Union Square

Neighborhood Image

As Broadway stretches north and west across Manhattan, it forms a series of squares beginning with Union Square at 14th Street.
Union Square is noted as the site of the first Labor Day Parade in 1882. Over the years, it has also been the staging ground for historic rallies, demonstrations and gatherings.
Today, the Union Square neighborhood is a thriving cultural, business and education hub. Throughout Manhattan and beyond, the vibrant community is celebrated for its top-notch restaurants, diverse retailers, excellent universities and hospitals and one of the city’s most popular parks.
Union Square Park is home to the greenmarket, where more than 70 farmers bring fresh produce, baked goods and more every Monday, Wednesday, Friday and Saturday. During the holiday season, the southern end of the Park becomes the Union Square Holiday Market.
If you’ve got a laptop you can also benefit from a great park feature- bring your computer to Union Square and log onto the Internet through the free wireless internet offered there.
A local legend is Pete's Tavern, which first opened its doors in 1864 and has remained open ever since, making it an official historical landmark and the longest continuously operating bar and restaurant in New York City. Not even Prohibition forced Pete's to close its doors: it remained open disguised as a flower shop.
To its east of the Union Square area is Gramercy Park.

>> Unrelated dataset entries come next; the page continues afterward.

//! Quotations and line-item calculus.
//!
//! A quotation is an editable list of priced line items plus a
//! `total_amount` snapshot taken when the quotation is saved. The total
//! is recomputed from scratch on every edit; item lists are small enough
//! that incremental updates would buy nothing.

use serde::{Deserialize, Serialize};

use crate::catalog::Pillar;
use crate::error::CoreError;
use crate::types::{EntityId, Money};

// ---------------------------------------------------------------------------
// Line items
// ---------------------------------------------------------------------------

/// Where a line item came from: a catalog plan, a priced resource
/// (equipment or freelancer), or a freehand entry.
#[derive(Debug, Clone, Copy, PartialEq, Eq, Serialize, Deserialize)]
#[serde(rename_all = "lowercase")]
pub enum LineItemSource {
    Catalog,
    Resource,
    Manual,
}

/// One priced entry within a quotation.
#[derive(Debug, Clone, PartialEq, Serialize, Deserialize)]
pub struct LineItem {
    pub description: String,
    pub quantity: u32,
    pub price: Money,
    #[serde(rename = "type")]
    pub source: LineItemSource,
}

impl LineItem {
    pub fn new(description: impl Into<String>, price: Money, source: LineItemSource) -> Self {
        Self {
            description: description.into(),
            quantity: 1,
            price,
            source,
        }
    }
}

/// Sum of `price * quantity` across all items. Exact for whole-rupee
/// inputs.
pub fn line_items_total(items: &[LineItem]) -> Money {
    items
        .iter()
        .map(|item| item.price * item.quantity as Money)
        .sum()
}

/// Toggle membership of a catalog or resource entry in a draft item list.
///
/// Re-selecting an entry whose description is already present removes it
/// rather than bumping its quantity; otherwise the entry is appended with
/// quantity 1.
pub fn toggle_line_item(
    items: &mut Vec<LineItem>,
    description: &str,
    price: Money,
    source: LineItemSource,
) {
    if let Some(position) = items.iter().position(|item| item.description == description) {
        items.remove(position);
    } else {
        items.push(LineItem::new(description, price, source));
    }
}

/// Reject negatively priced line items. Quantity is unsigned and needs
/// no check.
pub fn validate_line_item(item: &LineItem) -> Result<(), CoreError> {
    if item.price < 0 {
        return Err(CoreError::Validation(format!(
            "Line item '{}' has a negative price",
            item.description
        )));
    }
    Ok(())
}

// ---------------------------------------------------------------------------
// Quotation
// ---------------------------------------------------------------------------

/// Delivery status of a quotation. Any value may be set at any time;
/// there are no enforced transitions.
#[derive(Debug, Clone, Copy, PartialEq, Eq, Serialize, Deserialize)]
pub enum QuotationStatus {
    Draft,
    Sent,
    Accepted,
    Declined,
}

/// Quotation pricing tier.
#[derive(Debug, Clone, Copy, PartialEq, Eq, Serialize, Deserialize)]
pub enum QuotationTier {
    Standard,
    Premium,
}

/// A saved quotation.
///
/// `total_amount` is a denormalized copy of [`line_items_total`] taken at
/// save time. Catalog price edits made later never reach back into saved
/// quotations.
#[derive(Debug, Clone, Serialize, Deserialize)]
#[serde(rename_all = "camelCase")]
pub struct Quotation {
    pub id: EntityId,
    pub client_id: EntityId,
    pub client_name: String,
    pub date: String,
    pub start_date: String,
    pub end_date: String,
    pub expiry_date: String,
    pub project_type: Pillar,
    pub tier: QuotationTier,
    pub items: Vec<LineItem>,
    pub total_amount: Money,
    pub status: QuotationStatus,
}

impl Quotation {
    /// Recompute and freeze `total_amount` from the current item list.
    pub fn snapshot_total(&mut self) {
        self.total_amount = line_items_total(&self.items);
    }
}

// ---------------------------------------------------------------------------
// Tests
// ---------------------------------------------------------------------------

#[cfg(test)]
mod tests {
    use super::*;
    use assert_matches::assert_matches;

    fn item(description: &str, price: Money, quantity: u32) -> LineItem {
        LineItem {
            description: description.to_string(),
            quantity,
            price,
            source: LineItemSource::Manual,
        }
    }

    #[test]
    fn total_of_empty_list_is_zero() {
        assert_eq!(line_items_total(&[]), 0);
    }

    #[test]
    fn total_sums_price_times_quantity() {
        let items = vec![item("A", 3000, 1), item("B", 2500, 1), item("C", 1500, 1)];
        assert_eq!(line_items_total(&items), 7000);
    }

    #[test]
    fn total_respects_quantities() {
        let items = vec![item("Retouching", 1000, 3), item("Album", 4000, 1)];
        assert_eq!(line_items_total(&items), 7000);
    }

    #[test]
    fn total_is_exact_for_integer_currency() {
        let items = vec![item("Day rate", 1900, 7), item("Editing", 3000, 11)];
        assert_eq!(line_items_total(&items), 1900 * 7 + 3000 * 11);
    }

    #[test]
    fn toggle_adds_then_removes() {
        let mut items = Vec::new();
        toggle_line_item(&mut items, "Recap Protocol", 3000, LineItemSource::Catalog);
        assert_eq!(items.len(), 1);
        assert_eq!(items[0].quantity, 1);
        toggle_line_item(&mut items, "Recap Protocol", 3000, LineItemSource::Catalog);
        assert!(items.is_empty());
    }

    #[test]
    fn toggle_matches_by_description_only() {
        let mut items = vec![item("Drone Aerials", 2500, 1)];
        // Same description from a different source still toggles off.
        toggle_line_item(&mut items, "Drone Aerials", 3000, LineItemSource::Resource);
        assert!(items.is_empty());
    }

    #[test]
    fn toggle_leaves_other_items_alone() {
        let mut items = vec![item("Album", 4000, 1), item("Editing", 1000, 1)];
        toggle_line_item(&mut items, "Album", 4000, LineItemSource::Catalog);
        assert_eq!(items.len(), 1);
        assert_eq!(items[0].description, "Editing");
    }

    #[test]
    fn negative_price_rejected() {
        let bad = item("Refund", -500, 1);
        assert_matches!(validate_line_item(&bad), Err(CoreError::Validation(_)));
        assert!(validate_line_item(&item("Free", 0, 1)).is_ok());
    }

    #[test]
    fn snapshot_total_freezes_current_items() {
        let mut quotation = Quotation {
            id: "QT-101".to_string(),
            client_id: "1".to_string(),
            client_name: "Acme Corp".to_string(),
            date: "2024-03-15".to_string(),
            start_date: "2024-04-10".to_string(),
            end_date: "2024-04-10".to_string(),
            expiry_date: "2024-03-29".to_string(),
            project_type: Pillar::Videography,
            tier: QuotationTier::Premium,
            items: vec![item("Recap Protocol", 3000, 1), item("4K Delivery", 1500, 1)],
            total_amount: 0,
            status: QuotationStatus::Draft,
        };
        quotation.snapshot_total();
        assert_eq!(quotation.total_amount, 4500);

        // Editing an item after the snapshot does not move the saved total.
        quotation.items[0].price = 9999;
        assert_eq!(quotation.total_amount, 4500);
    }

    #[test]
    fn line_item_serde_uses_type_field() {
        let json = serde_json::to_value(item("Album", 4000, 1)).unwrap();
        assert_eq!(json["type"], "manual");
        let back: LineItem =
            serde_json::from_value(serde_json::json!({
                "description": "Recap Protocol",
                "quantity": 1,
                "price": 3000,
                "type": "catalog"
            }))
            .unwrap();
        assert_eq!(back.source, LineItemSource::Catalog);
    }
}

This small, fenced park is accessible only to residents of its surrounding townhouses, although once a year it is opened to the public offering thme a chance to visit this hidden enclave in Manhattan.

 

Union Square History

In the beginning the square, the last open public space that performed as the doorway to New York City, was mostly residential – the Union League Club initially occupied a residence loaned for the purpose by Henry G. Marquand on the corner of 17th Street and Broadway – however following the Civil War Union Square became mostly industrial, and the square started to lose social cachet with the change of the last century. Tiffany & Co., which had gone to live in the square from Broadway and Broome Street in 1870, left its premises on 15th Street to move uptown to 37th Street in 1905; the silversmiths Gorham Organization relocated up from 19th Street in 1906. The last of Union Square's free-standing personal mansions, Peter Goelet's at the northeast corner of 19th Street, made means for a commercial building in 1897.